Hannah Arendt y Martin Heidegger representan la velocidad de la luz intelectual, el límite absoluto de lo que puede hacer la razón, y la naturaleza insidiosa y laboriosa del mal. La profunda banalidad de la lealtad, de los antiguos afectos o tal vez de la incapacidad de admitir un error cegaba a Arendt ante el mal de Heidegger, y el mal de él le impedía ver sus consecuencias. ?l logró desvincular intelecto de moralidad, y ella no podía separar lo que había sido de aquello en lo que se había convertido.
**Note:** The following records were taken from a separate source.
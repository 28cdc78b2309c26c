use serde::{Deserialize, Serialize};
use crate::helpers::config_helper::ConfigHelper;

#[derive(Debug, Deserialize, Serialize, Clone, PartialEq)]
pub struct PollingConfig {
    #[serde(default = "ConfigHelper::default_poll_interval_ms")]
    pub interval_ms: u64,

    #[serde(default = "ConfigHelper::default_poll_timeout_ms")]
    pub timeout_ms: u64,
}

impl Default for PollingConfig {
    fn default() -> Self {
        Self {
            interval_ms: ConfigHelper::default_poll_interval_ms(),
            timeout_ms: ConfigHelper::default_poll_timeout_ms(),
        }
    }
}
Justo después de la guerra, ella escribió que «el problema del mal será la cuestión fundamental de la vida intelectual de posguerra en Europa» — y después, algunos años más tarde, se marchó a Alemania a recuperar la relación con su antiguo amante. Resulta que no es el mal lo banal. Es el amor.

FE DE ERRATAS: En la columna de la semana pasada, escribí que Newt Gingrich no ha trabajado nunca para una entidad con fines de lucro. Me equivocaba. Es titular de varias empresas que producen beneficios. Lamento el error y le felicito.